The field experiment was performed from 2017 to 2020. Every year, min. 200 ha of arable land were selected (

Table 1. Field experiment overview.

Year	ISARIA Sensing Date	Sentinel-2 Acquisit.	Days Difference	Area (ha)	Fields	Number of Records (n) Raw/Filtered
2017	3–11 April	29 March	5–13	477	14	39,819	20,358
2018	17–25 April	21 April	0–4	211	9	24,951	11,597
2019	21 March–5 April	1 April	0–11	259	5	25,880	16,594
2020	17–26 March	18 March	0–8	439	14	40,011	19,655

) to be sown with winter wheat (Triticum aestivum L.), which was a subject of the ISARIA system and satellite Sentinel-2. Winter wheat was cultivated using the conventional methods every year. Only the winter wheat intended for food purposes was monitored (2017: Viriato; 2018: Dagmar; 2019: Viriato; 2020: Viriato). The Viriato variety is legally protected and bred by Société RAGT 2n (FR) and the Dagmar variety by Limagrain Central Europe Cereals, s.r.o. (CZ, FR). These varieties can be defined as early bakery varieties suitable for milling purposes with similar growth and crop management properties. The term of sowing the winter wheat was from the last week of September to the first week of October depending on weather conditions. The average sowing rate of the model plant was 180 kg/ha, and the same system of N fertilization was adopted.

2.2. Crop Sensing

This study evaluates data from the ISARIA online sensor system and data from remote sensing using the Sentinel-2 satellite. The data were taken by the ISARIA sensor system (Table 1) in four vegetation seasons (2017–2020) in production fertilization (N2, BBCH 30–35). Satellite images were acquired during the entire vegetation period: For the assessment, one image was selected after the application of fertilizers in the given year. The image was selected to be cloudless in the studied locality and closest to the time of the ISARIA measurement. The statistical evaluation was focused on the identification of differences between the two sensing systems in terms of spectral sensitivity to vegetation and practical usage of the platforms. The study did not address the options of both sensing systems to set up nitrogen doses by the variable rate application, as it strongly depends on the algorithms delivered by the manufacturer (ISARIA) or service provider (remote sensing) and also specific user settings.

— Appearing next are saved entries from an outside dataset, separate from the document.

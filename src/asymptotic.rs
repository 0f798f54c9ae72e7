#![allow(non_camel_case_types)]
#![allow(non_snake_case)]
/// errors of ring construction, term arithmetic and post-processing
pub mod errors;
///____________________________________________________________________________________________________________________________
/// # Growth
/// monomials `n^a * m^b` with rational exponents, ordered componentwise, and the growth groups
/// they live in
///# Example
/// ```
/// use RustedAsymptotics::asymptotic::growth::{Growth, GrowthGroup};
/// use num::{BigInt, BigRational};
/// let group: GrowthGroup = "n^QQ".parse().unwrap();
/// assert_eq!(group.variables(), ["n".to_string()]);
/// let g = Growth::monomial("n", BigRational::new(BigInt::from(3), BigInt::from(2)));
/// assert_eq!(g.to_string(), "n^(3/2)");
/// assert!(Growth::one() < g);
/// ```
/// ________________________________________________________________________________________________________________________________
pub mod growth;
/// evaluation of symbolic expressions in an algebra: expressions, intervals or expansions
pub mod evaluate;
///________________________________________________________________________________________________________________________________________________
/// term monoids: the kind of a term together with the bounds `lower <= k <= upper` of the
/// dependent variable
pub mod term_monoid;
///________________________________________________________________________________________________________________________________________________
/// # Terms
/// exact terms `c*g`, O-terms `O(g)` and B-terms `B(c*g, n >= N)` whose coefficients may contain the
/// dependent variable
///# Example
/// ```
/// use RustedAsymptotics::asymptotic::ring::{RingOptions, asymptotic_ring_with_dependent_variable};
/// use num::{BigInt, BigRational};
/// let half = BigRational::new(BigInt::from(1), BigInt::from(2));
/// let (ring, _n, _k) =
///     asymptotic_ring_with_dependent_variable("n^QQ", "k", -half.clone(), half, RingOptions::default())
///         .unwrap();
/// // k^6 reaches n^3 at the upper bound
/// let error = ring.o(&ring.parse("k^6").unwrap()).unwrap();
/// assert_eq!(error.to_string(), "O(n^3)");
/// ```
/// ________________________________________________________________________________________________________________________________________________
pub mod terms;
/// summands of an expansion, merged on insertion
pub mod poset;
///________________________________________________________________________________________________________________________________________________
/// # Rings
/// `AsymptoticRing` and the factory `asymptotic_ring_with_dependent_variable`
///# Example
/// ```
/// use RustedAsymptotics::asymptotic::ring::{RingOptions, asymptotic_ring_with_dependent_variable};
/// use num::{BigInt, BigRational};
/// let half = BigRational::new(BigInt::from(1), BigInt::from(2));
/// let options = RingOptions::default().with_default_prec(4);
/// let (ring, n, k) =
///     asymptotic_ring_with_dependent_variable("n^QQ", "k", -half.clone(), half, options).unwrap();
/// assert_eq!(k.to_string(), "k");
/// assert_eq!(n.to_string(), "n");
/// let x = ring.parse("1/(1 - k/n)").unwrap();
/// assert_eq!(x.to_string(), "1 + k*n^(-1) + k^2*n^(-2) + k^3*n^(-3) + O(n^(-2))");
/// ```
/// ________________________________________________________________________________________________________________________________________________
pub mod ring;
/// asymptotic expansions and their arithmetic
pub mod expansion;
///______________________________________________________________________________________________________________________________________________
/// post-processing of expansions: distributing coefficients, rounding B-terms, raising
/// thresholds, upper bounds and Taylor expansions with explicit error
/// _____________________________________________________________________________________________________________________________________________
pub mod expansion_utils;
#[cfg(test)]
mod asymptotic_tests;
#[cfg(test)]
mod expansion_utils_tests;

2.2.1. Proximal Sensing by Fritzmeier ISARIA

The recorded data were obtained from the Fritzmeier ISARIA proximal crop sensing system (Figure 3) during the second topdressing nitrogen application (N2). The device assesses the vegetation nutritional status based on optical measurement using two sensor heads sensing a space next to the trajectory of travel. The nutritional status is assessed by measuring the reflectivity of wheat, barley and rapeseed at a height between 40 and 100 cm from the crop by four active LEDs. The measured values are used for immediate recommendation of fertilizer dosing according to user settings and are recorded on the memory card.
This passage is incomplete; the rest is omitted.